→ **Record extracts**:
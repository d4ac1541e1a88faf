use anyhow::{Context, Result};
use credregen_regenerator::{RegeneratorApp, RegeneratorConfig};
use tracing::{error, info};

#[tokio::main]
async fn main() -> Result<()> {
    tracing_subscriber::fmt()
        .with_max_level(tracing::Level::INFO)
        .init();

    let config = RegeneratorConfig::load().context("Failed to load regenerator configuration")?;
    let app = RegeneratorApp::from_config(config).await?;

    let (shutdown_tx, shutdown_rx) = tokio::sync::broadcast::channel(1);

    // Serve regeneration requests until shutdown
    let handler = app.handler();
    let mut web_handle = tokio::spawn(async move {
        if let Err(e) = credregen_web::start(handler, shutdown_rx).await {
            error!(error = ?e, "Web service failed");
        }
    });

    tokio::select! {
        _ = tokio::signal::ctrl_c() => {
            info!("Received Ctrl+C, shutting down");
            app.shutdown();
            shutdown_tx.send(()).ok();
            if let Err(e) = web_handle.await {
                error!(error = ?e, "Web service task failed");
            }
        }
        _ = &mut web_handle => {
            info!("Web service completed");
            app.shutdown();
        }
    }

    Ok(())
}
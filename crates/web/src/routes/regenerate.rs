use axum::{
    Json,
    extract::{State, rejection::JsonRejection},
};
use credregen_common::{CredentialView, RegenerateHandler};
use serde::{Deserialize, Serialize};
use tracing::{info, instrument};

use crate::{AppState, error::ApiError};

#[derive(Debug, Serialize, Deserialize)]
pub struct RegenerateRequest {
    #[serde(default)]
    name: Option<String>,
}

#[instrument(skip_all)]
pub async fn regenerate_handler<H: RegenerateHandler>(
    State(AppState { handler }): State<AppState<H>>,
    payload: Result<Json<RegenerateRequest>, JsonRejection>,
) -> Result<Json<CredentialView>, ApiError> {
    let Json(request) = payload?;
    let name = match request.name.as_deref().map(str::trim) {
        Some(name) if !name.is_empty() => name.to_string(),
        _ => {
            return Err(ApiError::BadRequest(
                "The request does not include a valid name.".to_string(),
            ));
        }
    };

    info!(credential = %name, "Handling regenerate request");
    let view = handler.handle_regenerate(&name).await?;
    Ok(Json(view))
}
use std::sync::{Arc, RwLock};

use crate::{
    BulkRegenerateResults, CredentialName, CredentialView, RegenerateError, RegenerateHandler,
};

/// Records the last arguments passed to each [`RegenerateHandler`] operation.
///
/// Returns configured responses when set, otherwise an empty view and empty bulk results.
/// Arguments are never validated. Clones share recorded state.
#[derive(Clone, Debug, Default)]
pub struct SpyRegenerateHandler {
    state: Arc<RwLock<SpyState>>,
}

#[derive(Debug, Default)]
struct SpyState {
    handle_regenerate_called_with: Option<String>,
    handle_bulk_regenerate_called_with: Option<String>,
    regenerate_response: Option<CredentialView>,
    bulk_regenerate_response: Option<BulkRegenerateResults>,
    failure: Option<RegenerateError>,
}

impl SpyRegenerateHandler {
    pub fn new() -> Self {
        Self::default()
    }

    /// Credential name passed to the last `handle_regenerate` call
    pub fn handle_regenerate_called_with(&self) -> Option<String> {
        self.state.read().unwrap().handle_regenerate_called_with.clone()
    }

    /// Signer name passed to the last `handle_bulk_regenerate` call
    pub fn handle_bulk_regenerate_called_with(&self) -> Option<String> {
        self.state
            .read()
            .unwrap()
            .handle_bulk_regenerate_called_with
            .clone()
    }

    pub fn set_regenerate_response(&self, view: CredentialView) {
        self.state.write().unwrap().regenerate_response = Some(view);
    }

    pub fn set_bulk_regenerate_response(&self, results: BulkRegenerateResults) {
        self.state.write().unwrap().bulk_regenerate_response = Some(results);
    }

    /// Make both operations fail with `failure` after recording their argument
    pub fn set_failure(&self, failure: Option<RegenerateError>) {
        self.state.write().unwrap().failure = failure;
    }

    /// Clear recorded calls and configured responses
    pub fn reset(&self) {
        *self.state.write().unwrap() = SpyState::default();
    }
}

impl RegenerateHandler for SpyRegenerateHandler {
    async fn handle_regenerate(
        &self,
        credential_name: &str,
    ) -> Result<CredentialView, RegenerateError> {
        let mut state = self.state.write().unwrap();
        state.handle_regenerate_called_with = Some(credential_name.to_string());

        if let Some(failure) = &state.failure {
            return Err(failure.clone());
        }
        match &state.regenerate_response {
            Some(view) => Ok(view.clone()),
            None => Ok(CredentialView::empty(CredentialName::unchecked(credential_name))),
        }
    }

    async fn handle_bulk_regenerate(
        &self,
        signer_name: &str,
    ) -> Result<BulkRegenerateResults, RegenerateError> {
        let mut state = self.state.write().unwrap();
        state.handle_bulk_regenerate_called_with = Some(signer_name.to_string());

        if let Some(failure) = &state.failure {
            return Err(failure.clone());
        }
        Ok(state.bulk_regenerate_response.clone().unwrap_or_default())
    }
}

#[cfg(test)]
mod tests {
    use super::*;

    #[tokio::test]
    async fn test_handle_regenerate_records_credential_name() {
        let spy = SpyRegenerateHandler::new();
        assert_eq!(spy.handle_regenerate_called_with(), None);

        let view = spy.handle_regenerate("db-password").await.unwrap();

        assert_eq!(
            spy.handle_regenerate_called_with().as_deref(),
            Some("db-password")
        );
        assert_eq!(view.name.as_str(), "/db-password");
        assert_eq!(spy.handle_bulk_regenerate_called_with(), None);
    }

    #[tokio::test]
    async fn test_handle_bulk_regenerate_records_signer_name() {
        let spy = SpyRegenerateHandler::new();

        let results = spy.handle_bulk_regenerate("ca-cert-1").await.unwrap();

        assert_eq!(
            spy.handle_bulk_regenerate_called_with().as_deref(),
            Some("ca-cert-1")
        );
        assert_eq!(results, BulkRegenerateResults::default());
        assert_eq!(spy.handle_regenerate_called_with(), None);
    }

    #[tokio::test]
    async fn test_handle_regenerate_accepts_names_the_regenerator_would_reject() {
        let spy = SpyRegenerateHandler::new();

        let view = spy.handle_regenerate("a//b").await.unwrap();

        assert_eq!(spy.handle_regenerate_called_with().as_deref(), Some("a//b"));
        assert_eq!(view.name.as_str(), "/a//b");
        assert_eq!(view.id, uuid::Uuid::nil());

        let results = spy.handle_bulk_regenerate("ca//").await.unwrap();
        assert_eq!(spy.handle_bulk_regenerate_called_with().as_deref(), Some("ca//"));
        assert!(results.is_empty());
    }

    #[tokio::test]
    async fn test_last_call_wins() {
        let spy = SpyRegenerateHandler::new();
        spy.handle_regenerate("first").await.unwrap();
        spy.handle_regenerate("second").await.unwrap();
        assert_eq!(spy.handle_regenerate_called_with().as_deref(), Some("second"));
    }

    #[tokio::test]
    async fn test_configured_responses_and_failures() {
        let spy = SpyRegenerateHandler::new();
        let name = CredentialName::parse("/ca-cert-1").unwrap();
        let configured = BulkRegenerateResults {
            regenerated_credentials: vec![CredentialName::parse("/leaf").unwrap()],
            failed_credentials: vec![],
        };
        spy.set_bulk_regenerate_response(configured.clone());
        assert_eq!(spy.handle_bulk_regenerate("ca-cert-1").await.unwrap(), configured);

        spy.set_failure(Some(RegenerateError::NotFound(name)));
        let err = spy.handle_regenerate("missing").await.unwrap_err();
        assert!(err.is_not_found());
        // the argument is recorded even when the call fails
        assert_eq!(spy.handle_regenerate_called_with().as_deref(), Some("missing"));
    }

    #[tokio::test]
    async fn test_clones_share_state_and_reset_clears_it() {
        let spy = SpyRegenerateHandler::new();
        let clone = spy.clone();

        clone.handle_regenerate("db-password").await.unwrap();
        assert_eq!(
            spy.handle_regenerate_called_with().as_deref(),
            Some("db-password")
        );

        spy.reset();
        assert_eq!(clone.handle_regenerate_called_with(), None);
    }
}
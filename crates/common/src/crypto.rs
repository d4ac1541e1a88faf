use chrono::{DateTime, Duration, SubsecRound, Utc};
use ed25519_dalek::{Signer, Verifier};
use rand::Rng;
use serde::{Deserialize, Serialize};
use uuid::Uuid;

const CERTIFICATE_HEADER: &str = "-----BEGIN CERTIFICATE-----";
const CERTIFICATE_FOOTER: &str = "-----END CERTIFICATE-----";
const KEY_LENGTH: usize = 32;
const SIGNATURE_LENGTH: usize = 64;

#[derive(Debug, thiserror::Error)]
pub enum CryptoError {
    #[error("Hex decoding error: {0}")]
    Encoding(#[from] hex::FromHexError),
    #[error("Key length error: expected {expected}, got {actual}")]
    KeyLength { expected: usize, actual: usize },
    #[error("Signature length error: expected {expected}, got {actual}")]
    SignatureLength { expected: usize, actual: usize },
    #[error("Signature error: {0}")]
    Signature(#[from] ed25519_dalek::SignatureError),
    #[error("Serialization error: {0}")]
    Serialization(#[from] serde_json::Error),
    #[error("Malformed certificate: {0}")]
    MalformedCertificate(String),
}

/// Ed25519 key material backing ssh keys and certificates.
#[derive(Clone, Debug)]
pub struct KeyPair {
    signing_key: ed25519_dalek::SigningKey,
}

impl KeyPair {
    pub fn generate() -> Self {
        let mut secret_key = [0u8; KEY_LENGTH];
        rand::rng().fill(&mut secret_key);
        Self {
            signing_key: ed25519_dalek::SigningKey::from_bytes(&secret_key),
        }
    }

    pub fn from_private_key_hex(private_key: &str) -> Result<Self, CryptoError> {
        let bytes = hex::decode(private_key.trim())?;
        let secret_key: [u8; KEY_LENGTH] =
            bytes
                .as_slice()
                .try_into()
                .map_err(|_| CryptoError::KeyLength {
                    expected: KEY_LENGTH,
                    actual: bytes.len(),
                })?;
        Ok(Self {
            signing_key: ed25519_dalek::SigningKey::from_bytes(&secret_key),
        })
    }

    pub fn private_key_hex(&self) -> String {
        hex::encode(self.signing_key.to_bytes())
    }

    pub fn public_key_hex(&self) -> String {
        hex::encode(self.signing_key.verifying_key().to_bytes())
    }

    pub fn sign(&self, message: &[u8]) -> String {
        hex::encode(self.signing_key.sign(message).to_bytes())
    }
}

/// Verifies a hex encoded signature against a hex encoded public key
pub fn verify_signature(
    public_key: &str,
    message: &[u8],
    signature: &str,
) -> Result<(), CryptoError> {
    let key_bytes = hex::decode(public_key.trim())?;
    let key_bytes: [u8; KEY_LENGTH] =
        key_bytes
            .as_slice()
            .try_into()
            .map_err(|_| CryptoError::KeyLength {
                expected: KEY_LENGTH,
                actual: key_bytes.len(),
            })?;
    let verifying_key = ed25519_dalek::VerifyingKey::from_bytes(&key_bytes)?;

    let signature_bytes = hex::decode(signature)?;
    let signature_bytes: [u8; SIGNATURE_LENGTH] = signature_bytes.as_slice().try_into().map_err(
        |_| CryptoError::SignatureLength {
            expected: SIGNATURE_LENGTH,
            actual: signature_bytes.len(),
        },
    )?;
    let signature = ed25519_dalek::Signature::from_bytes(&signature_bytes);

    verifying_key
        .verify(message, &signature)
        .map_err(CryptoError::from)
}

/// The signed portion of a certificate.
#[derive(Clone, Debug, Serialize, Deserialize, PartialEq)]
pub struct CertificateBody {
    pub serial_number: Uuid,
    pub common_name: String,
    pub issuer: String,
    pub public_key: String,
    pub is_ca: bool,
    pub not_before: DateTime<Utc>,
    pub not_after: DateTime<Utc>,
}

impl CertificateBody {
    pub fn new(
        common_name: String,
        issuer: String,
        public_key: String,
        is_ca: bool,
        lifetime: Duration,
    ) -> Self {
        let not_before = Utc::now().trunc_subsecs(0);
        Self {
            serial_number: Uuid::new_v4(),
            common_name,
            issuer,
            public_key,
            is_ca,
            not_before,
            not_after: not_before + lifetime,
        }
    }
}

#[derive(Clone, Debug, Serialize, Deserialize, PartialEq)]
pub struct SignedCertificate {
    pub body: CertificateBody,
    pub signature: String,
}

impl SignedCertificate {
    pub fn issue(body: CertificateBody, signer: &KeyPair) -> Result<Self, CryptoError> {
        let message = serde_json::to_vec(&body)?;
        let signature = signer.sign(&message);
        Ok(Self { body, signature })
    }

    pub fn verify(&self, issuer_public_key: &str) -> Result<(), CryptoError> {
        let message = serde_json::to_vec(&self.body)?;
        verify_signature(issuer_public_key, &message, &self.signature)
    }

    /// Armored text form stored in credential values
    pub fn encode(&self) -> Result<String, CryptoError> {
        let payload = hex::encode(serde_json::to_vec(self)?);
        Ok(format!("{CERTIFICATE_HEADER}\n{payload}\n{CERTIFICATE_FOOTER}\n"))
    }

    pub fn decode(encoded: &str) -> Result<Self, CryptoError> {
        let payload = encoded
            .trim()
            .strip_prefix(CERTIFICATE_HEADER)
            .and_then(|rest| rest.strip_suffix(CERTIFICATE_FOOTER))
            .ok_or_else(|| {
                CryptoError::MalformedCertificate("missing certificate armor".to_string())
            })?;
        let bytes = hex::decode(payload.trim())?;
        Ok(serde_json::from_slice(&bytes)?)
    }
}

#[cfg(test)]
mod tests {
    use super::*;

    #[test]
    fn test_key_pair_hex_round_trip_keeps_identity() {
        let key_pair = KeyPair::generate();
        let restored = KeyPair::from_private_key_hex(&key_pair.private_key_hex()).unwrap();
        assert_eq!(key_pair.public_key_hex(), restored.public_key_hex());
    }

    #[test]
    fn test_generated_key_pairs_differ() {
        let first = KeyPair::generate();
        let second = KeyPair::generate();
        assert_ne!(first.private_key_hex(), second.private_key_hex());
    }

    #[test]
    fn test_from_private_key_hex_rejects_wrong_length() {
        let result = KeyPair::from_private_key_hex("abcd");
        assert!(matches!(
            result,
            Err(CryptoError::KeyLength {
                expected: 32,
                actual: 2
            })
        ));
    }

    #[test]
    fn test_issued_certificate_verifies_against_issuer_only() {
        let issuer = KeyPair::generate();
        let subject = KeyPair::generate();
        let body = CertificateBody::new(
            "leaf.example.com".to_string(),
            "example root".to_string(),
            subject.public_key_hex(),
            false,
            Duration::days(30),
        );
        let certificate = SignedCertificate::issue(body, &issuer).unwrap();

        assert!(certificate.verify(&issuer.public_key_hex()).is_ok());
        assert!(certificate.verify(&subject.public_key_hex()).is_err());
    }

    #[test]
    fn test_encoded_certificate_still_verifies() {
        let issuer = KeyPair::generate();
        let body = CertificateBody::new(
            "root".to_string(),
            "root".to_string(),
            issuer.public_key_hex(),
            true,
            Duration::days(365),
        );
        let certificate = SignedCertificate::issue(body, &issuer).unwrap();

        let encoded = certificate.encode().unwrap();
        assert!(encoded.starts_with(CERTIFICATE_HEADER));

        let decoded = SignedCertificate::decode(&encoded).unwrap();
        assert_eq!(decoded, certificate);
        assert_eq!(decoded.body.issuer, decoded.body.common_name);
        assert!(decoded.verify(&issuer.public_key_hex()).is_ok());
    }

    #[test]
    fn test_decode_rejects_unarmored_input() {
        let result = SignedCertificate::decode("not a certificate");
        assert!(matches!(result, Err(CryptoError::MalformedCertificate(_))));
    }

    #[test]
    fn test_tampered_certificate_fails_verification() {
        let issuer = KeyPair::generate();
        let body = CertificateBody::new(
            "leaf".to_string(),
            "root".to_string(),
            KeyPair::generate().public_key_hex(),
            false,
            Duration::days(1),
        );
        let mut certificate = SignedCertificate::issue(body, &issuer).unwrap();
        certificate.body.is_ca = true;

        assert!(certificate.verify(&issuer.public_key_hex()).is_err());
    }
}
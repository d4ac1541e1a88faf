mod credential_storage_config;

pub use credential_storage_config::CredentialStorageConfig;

→ **Work required**: Go through the entries above and tally each line that has the word "KeyLength"; reply with the tally and nothing else.

→ **Answer**: 4